The headline caught my eye: "The Blessings of Atheism."
What could those blessings be? I wondered as I clicked on the link and proceeded to read the op-ed piece from the New York Times written by Susan Jacoby, author of the forthcoming book "The Great Agnostic: Robert Ingersoll and American Freethought."
Among the blessings? Her assertion that in the face of suffering, the atheist doesn't have to ask why an "all-powerful, all-good God allows such things to happen," thus eliminating the theodicy problem. (Theodicy: the vindication of divine goodness and providence in view of the existence of evil.)
Jacoby was addressing the recent tragedy at Newtown, Connecticut, and a subsequent conversation with a fellow journalist where Jacoby expressed her exasperation with the "endless talk about faith in God as the only consolation" for those who are left to mourn 20 first-graders and six educators. She notes that atheists cannot find solace in the idea that the dead children are now angels in heaven. As a point of clarification for Jacoby and to those quick to turn to this reasoning for comfort, there is nothing in Scripture that indicates that dead children ever become angels, in heaven or elsewhere. Angels aren't former humans. They are created beings, created to be angels. That aside, we do know from the lips of the Christ that, "... the kingdom of heaven belongs to such as these," (Matthew 19:14) and what sparse comfort we can gain from knowing this must needs be sufficient, today. No evil, no harm, no pain, can ever touch them again. Sparse comfort for my mother's heart, which constricts at the thought of the burden these mothers and fathers must now bear, but comfort, nonetheless.

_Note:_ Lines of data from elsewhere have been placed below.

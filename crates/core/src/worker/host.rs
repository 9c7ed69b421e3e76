//! Outbound control signals to the hosting environment.

use std::sync::atomic::{AtomicBool, Ordering};

use async_trait::async_trait;

/// Receiver of the worker's control signals.
#[async_trait]
pub trait Host: Send + Sync {
    /// Take over as soon as install finishes instead of waiting for the
    /// previous version's clients to close.
    async fn skip_waiting(&self);

    /// Take control of every already-open client, not only new ones.
    async fn claim(&self);
}

/// Host that records the signals it has received.
#[derive(Debug, Default)]
pub struct LocalHost {
    skip_waiting: AtomicBool,
    claimed: AtomicBool,
}

impl LocalHost {
    pub fn skip_waiting_requested(&self) -> bool {
        self.skip_waiting.load(Ordering::SeqCst)
    }

    pub fn clients_claimed(&self) -> bool {
        self.claimed.load(Ordering::SeqCst)
    }
}

#[async_trait]
impl Host for LocalHost {
    async fn skip_waiting(&self) {
        tracing::info!("host: skip-waiting requested, activating immediately");
        self.skip_waiting.store(true, Ordering::SeqCst);
    }

    async fn claim(&self) {
        tracing::info!("host: claiming open clients");
        self.claimed.store(true, Ordering::SeqCst);
    }
}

Because the atheist is freed from the theodicy problem, he is "free to concentrate on the fate of this world ... without trying to square things with an unseen overlord in the next," Jacoby notes. She then introduces Robert Green Ingersoll (1833-1899), who is known for his defense of agnosticism and was of the opinion that there was no difference between atheism and agnosticism because it was impossible for anyone to know whether God existed or not. Ingersoll is the recipient of Jacoby's admiration because he was unapologetic in his agnosticism, even offering words of comfort at the graveside of a friend's child, saying in 1882, "They who stand with breaking hearts around this little grave, need have no fear. The larger and the nobler faith in all that is, and is to be, tells us that death, even at its worst, is only perfect rest ... The dead do not suffer."
This is where I have my strongest objection to the atheist/agnostic mindset. If, in fact, the dead do not suffer, which is balm to the parents of the slain children, to be sure, then what of justice? If there is no "unseen overlord" then 20 first graders and seven adults, including the shooter, went to "perfect rest." Carrying this analogy farther, we would have to accept that Hitler now knows perfect rest, as does Mao, Stalin and too many others; including all who have escaped man's version of justice and whose sin is known only to God, and to their victims.
Yes, there is the problem of theodicy. It is beyond our understanding. When Jacoby was all of seven, and her mother had nothing concrete to offer in the face of the suffering of a 9-year-old boy afflicted with polio except that the "priest would say God must have his reasons, but I don't know what they could be" the seed of atheism was planted. Nurtured by the boy's continued suffering in an iron lung and his death at an early age, the seed took root and Jacoby hasn't looked back.
The stated purpose of her treatise is to encourage other atheists and agnostics to speak up, "take responsibility for whatever humans are responsible for ... demonstrate that atheism is rooted in empathy as well as intellect."
I accept her challenge to speak up, although that was not her intent.
This I know -- you can find no comfort, no peace, no rest -- if you do not know the Giver of all.
Jacoby's mother, for all her good intent, failed to fully know the One who knows. She settled for the traditions of men, insufficient as always, perhaps more so now than ever before.
Take your questions to the One from who you dare to demand answers. If you will seek the truth, he will answer you.
Even at the tender age of seven, presenting the same scenario to my own mother, I would have learned that even though I could not, then or now, comprehend the mind of God, I could rest and take comfort in his known and knowable goodness; his known and knowable mercy; and his known and knowable justice.
"Though he slay me, yet I will hope in him." Job 13:15 (NIV)
I don't have all the answers, but I know and love the One who does. Let's walk in his love and discover him together.